Stop & Search Police Data Visualisation
The raw data on “Stop and Search” comes from the following webiste.
I will analyse the follwing data: Date Range: Sep 2020 Metropolitan Police Service Include stop and search data
Basing on the “Stop and Search” dataset, I will prepare 3 visualisations having in mind best visualisation practics.
Loading Data
df<- read.csv("~/Documents/LBS/Data_Visualisation/01/2020-09/2020-09-metropolitan-stop-and-search.csv",na.strings="") #loading the file
df<- df %>%
clean_names() %>%
dplyr::select(1:3,5:13)
df_clean<- df %>% na.omit()
#describe(df_clean)
df_clean<- df_clean %>% mutate(gender=as.factor(gender), age_range= as.factor(age_range), officer_defined_ethnicity = as.factor( officer_defined_ethnicity))
df_clean$officer_defined_ethnicity <- df_clean$officer_defined_ethnicity %>% factor(levels= c("White", "Black", "Asian", "Other"))
DF <- table(df_clean$officer_defined_ethnicity)
DF
##
## White Black Asian Other
## 6348 5331 2759 711
glimpse(df)
## Rows: 19,928
## Columns: 12
## $ type <chr> "Person and Vehicle search", "Person sea…
## $ date <chr> "2020-08-31T23:00:00+00:00", "2020-08-31…
## $ part_of_a_policing_operation <chr> "False", "False", "False", "False", "Fal…
## $ latitude <dbl> 51.6, 51.4, 51.5, NA, NA, NA, 51.5, 51.4…
## $ longitude <dbl> 0.2153, -0.2253, 0.0443, NA, NA, NA, -0.…
## $ gender <chr> "Female", "Male", "Male", "Male", "Male"…
## $ age_range <chr> "18-24", "18-24", "over 34", NA, "18-24"…
## $ self_defined_ethnicity <chr> "White - English/Welsh/Scottish/Northern…
## $ officer_defined_ethnicity <chr> "White", "White", "White", "Black", "Bla…
## $ legislation <chr> "Misuse of Drugs Act 1971 (section 23)",…
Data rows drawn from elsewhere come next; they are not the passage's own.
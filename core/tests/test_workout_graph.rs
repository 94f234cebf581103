// core/tests/test_workout_graph.rs
use zonegraph_core::models::{Interval, Step, Workout};
use zonegraph_core::scaling::{FREE_RIDE_VALUE, GRAPH_HEADROOM};
use zonegraph_core::{build_interval_graph, scale_height, GraphError, Zone};

fn step(power: f64, duration: f64) -> Step {
    Step { power, duration }
}

fn sweet_spot() -> Workout {
    Workout {
        name: Some("Sweet spot 2x10".into()),
        intervals: vec![
            Interval { duration: 300.0, steps: vec![step(0.5, 150.0), step(0.6, 150.0)] },
            Interval { duration: 600.0, steps: vec![step(0.9, 600.0)] },
            Interval { duration: 120.0, steps: vec![step(0.0, 120.0)] },
            Interval { duration: 600.0, steps: vec![step(0.9, 600.0)] },
            Interval { duration: 300.0, steps: vec![step(1.25, 60.0), step(0.5, 120.0), step(0.5, 120.0)] },
        ],
    }
}

#[test]
fn build_is_pure() {
    let w = sweet_spot();
    let a = build_interval_graph(&w, 250.0).unwrap();
    let b = build_interval_graph(&w, 250.0).unwrap();
    assert_eq!(a, b);
}

#[test]
fn two_equal_steps_split_group_in_half() {
    let w = Workout {
        name: None,
        intervals: vec![Interval { duration: 10.0, steps: vec![step(0.8, 5.0), step(0.8, 5.0)] }],
    };
    let g = build_interval_graph(&w, 200.0).unwrap();
    assert_eq!(g.groups.len(), 1);
    assert_eq!(g.groups[0].width_units, 10);
    for seg in &g.groups[0].segments {
        assert_eq!(seg.width_percent, 50.0);
    }
}

#[test]
fn free_ride_has_value_80_height_for_any_metric() {
    let w = Workout {
        name: None,
        intervals: vec![Interval { duration: 60.0, steps: vec![step(0.0, 60.0)] }],
    };
    for ftp in [150.0, 256.0, 400.0] {
        let g = build_interval_graph(&w, ftp).unwrap();
        let seg = &g.groups[0].segments[0];
        let expected = scale_height(ftp * GRAPH_HEADROOM, FREE_RIDE_VALUE);
        assert!((seg.height_percent - expected).abs() < 1e-9, "ftp={ftp}");
        assert!(seg.height_percent > 0.0);
        assert_eq!(seg.info_power, "Free ride");
        assert_eq!(seg.info_power_unit, "");
        assert_eq!(seg.zone, Zone::One);
    }
}

#[test]
fn steps_are_scaled_and_labelled() {
    let g = build_interval_graph(&sweet_spot(), 250.0).unwrap();
    assert_eq!(g.scale, 400.0);

    let ss = &g.groups[1].segments[0];
    // 0.9 × 250 = 225 W
    assert_eq!(ss.info_power, "225");
    assert_eq!(ss.info_power_unit, "W");
    assert_eq!(ss.height_percent, scale_height(400.0, 225.0));
    assert_eq!(ss.zone, Zone::Four);
    assert_eq!(ss.info_time, "10:00");

    let burst = &g.groups[4].segments[0];
    assert_eq!(burst.info_power, "313"); // 312.5 rundes opp
    assert_eq!(burst.zone, Zone::Seven);
    assert_eq!(burst.info_time, "01:00");
}

#[test]
fn order_and_group_widths_follow_workout() {
    let g = build_interval_graph(&sweet_spot(), 250.0).unwrap();
    let widths: Vec<u32> = g.groups.iter().map(|gr| gr.width_units).collect();
    assert_eq!(widths, vec![300, 600, 120, 600, 300]);
    let per_group: Vec<usize> = g.groups.iter().map(|gr| gr.segments.len()).collect();
    assert_eq!(per_group, vec![2, 1, 1, 1, 3]);
    assert_eq!(g.total_units(), 1920);

    let third = &g.groups[4].segments;
    assert!(third.iter().all(|s| (s.width_percent - 100.0 / 3.0).abs() < 1e-12));
}

#[test]
fn sub_second_interval_reserves_one_unit() {
    let w = Workout {
        name: None,
        intervals: vec![Interval { duration: 0.3, steps: vec![step(1.0, 0.3)] }],
    };
    let g = build_interval_graph(&w, 250.0).unwrap();
    assert_eq!(g.groups[0].width_units, 1);
}

#[test]
fn metric_change_keeps_structure_but_updates_heights() {
    let w = sweet_spot();
    let low = build_interval_graph(&w, 200.0).unwrap();
    let high = build_interval_graph(&w, 320.0).unwrap();

    assert_eq!(low.group_count(), high.group_count());
    assert_eq!(low.step_count(), high.step_count());
    assert_eq!(low.step_count(), w.step_count());
    assert_ne!(low.groups[1].segments[0].info_power, high.groups[1].segments[0].info_power);
}

#[test]
fn unusable_metric_falls_back_to_default() {
    let w = sweet_spot();
    let g = build_interval_graph(&w, 0.0).unwrap();
    assert_eq!(g.threshold, 256.0);
    assert!(g.groups.iter().flat_map(|gr| &gr.segments).all(|s| s.height_percent.is_finite()));
}

#[test]
fn empty_interval_gives_empty_group() {
    let w = Workout {
        name: None,
        intervals: vec![Interval { duration: 30.0, steps: vec![] }],
    };
    let g = build_interval_graph(&w, 250.0).unwrap();
    assert_eq!(g.group_count(), 1);
    assert!(g.groups[0].segments.is_empty());
}

#[test]
fn non_finite_input_fails_fast() {
    let w = Workout {
        name: None,
        intervals: vec![
            Interval { duration: 60.0, steps: vec![step(0.5, 60.0)] },
            Interval { duration: 60.0, steps: vec![step(f64::NAN, 60.0)] },
        ],
    };
    match build_interval_graph(&w, 250.0) {
        Err(GraphError::NonFinite { interval, step, field }) => {
            assert_eq!(interval, 1);
            assert_eq!(step, Some(0));
            assert_eq!(field, "power");
        }
        other => panic!("forventet NonFinite, fikk {other:?}"),
    }
}

#[test]
fn missing_steps_reports_path() {
    let json_in = r#"{"intervals":[{"duration":60,"steps":[{"power":0.5,"duration":60}]},{"duration":30}]}"#;
    let err = Workout::from_json(json_in).unwrap_err();
    match err {
        GraphError::InvalidWorkout { path, message } => {
            assert!(path.starts_with("intervals[1]"), "path={path}");
            assert!(message.contains("steps"), "message={message}");
        }
        other => panic!("forventet InvalidWorkout, fikk {other:?}"),
    }
}

#[test]
fn workout_json_roundtrips_into_graph() {
    let json_in = r#"{
        "name": "Ramp",
        "intervals": [
            {"duration": 120, "steps": [{"power": 0.5, "duration": 60}, {"power": 0.6, "duration": 60}]},
            {"duration": 60, "steps": [{"power": 0, "duration": 60}]}
        ]
    }"#;
    let w = Workout::from_json(json_in).unwrap();
    assert_eq!(w.total_duration(), 180.0);
    let g = build_interval_graph(&w, 300.0).unwrap();
    let v = serde_json::to_value(&g).unwrap();
    assert_eq!(v["groups"][0]["segments"][1]["zone"], "two");
    assert_eq!(v["groups"][1]["segments"][0]["info_power"], "Free ride");
}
## $ object_of_search <chr> "Controlled drugs", "Evidence of offence…
## $ outcome <chr> "A no further action disposal", "A no fu…
First Graph
library(showtext)
font_add_google("Montserrat", "Montserrat") #downloading fonts from Google
showtext_auto()
df_race<- df_clean %>% #only two genders
filter(gender!="Other")
df_race<- df_race %>%
group_by(officer_defined_ethnicity) %>%
summarise(count = n())
df_race<- df_race %>%
mutate(percent_race=count/sum(count))
my_colours <- c("grey70", "tomato")
df1<- df_race %>%
mutate(
was_white = ifelse(officer_defined_ethnicity == "White", TRUE, FALSE))
ggplot(df1, aes(x=officer_defined_ethnicity, y=percent_race, fill=was_white)) +
geom_bar(stat="identity", alpha=0.7)+
theme_classic() +
theme(panel.grid.major.y = element_line(color = "gray60", size = 0.1),
panel.background = element_rect(fill = "white", colour = "white"),
axis.line = element_line(size = 1, colour = "grey80"),
axis.ticks = element_line(size = 3,colour = "grey80"),
axis.ticks.length = unit(.20, "cm"),
plot.title = element_text(color = "tomato",size=15,face="bold", family= "Montserrat"),
plot.subtitle = element_text(color = "tomato", face="plain", ,size= 10,family= "Montserrat"),
plot.caption = element_text(color = "grey40", face="italic", ,size= 7,family= "Montserrat",hjust=0),
axis.title.y = element_text(size = 8, angle = 90, family="Montserrat", face = "bold"),
axis.text.y=element_text(family="Montserrat", size=7),
axis.title.x = element_text(size = 8, family="Montserrat", face = "bold"),
axis.text.x=element_text(family="Montserrat", size=7),
legend.text=element_text(family="Montserrat", size=7),
legend.title=element_text(family="Montserrat", size=8, face="bold"),
legend.position = "none")+
labs(title = " White people accounted to 41.9% of all the cases", subtitle= "Proportion of Stop & Searches by Ethnicity ", x="Officer defined ethnicity", y=" Percent", caption="Source: https://data.police.uk/data/") +
scale_y_continuous(labels = scales::percent)+
scale_fill_manual(values = my_colours)

Second Graph
df_gender <-df_clean %>%
filter(gender!="Other") %>%
group_by(outcome,gender) %>%
summarise(count=n(),
total_percent = ( count/15149)) %>%
mutate(result = case_when(
outcome %in% c("A no further action disposal") ~ "No futher action",
outcome %in% c("Arrest") ~ "Arrest",
outcome %in% c("Caution (simple or conditional)") ~ "Caution",
outcome %in% c("Community resolution") ~ "Community",
outcome %in% c("Penalty Notice for Disorder") ~ "Penalty",
TRUE ~ "Summons"
),
was_female= ifelse(gender== "Female", TRUE, FALSE),
percent_female=(count/sum(count)))
df_gender<- df_gender %>%
mutate(percent_female= ifelse(gender== "Female",percent_female,NA))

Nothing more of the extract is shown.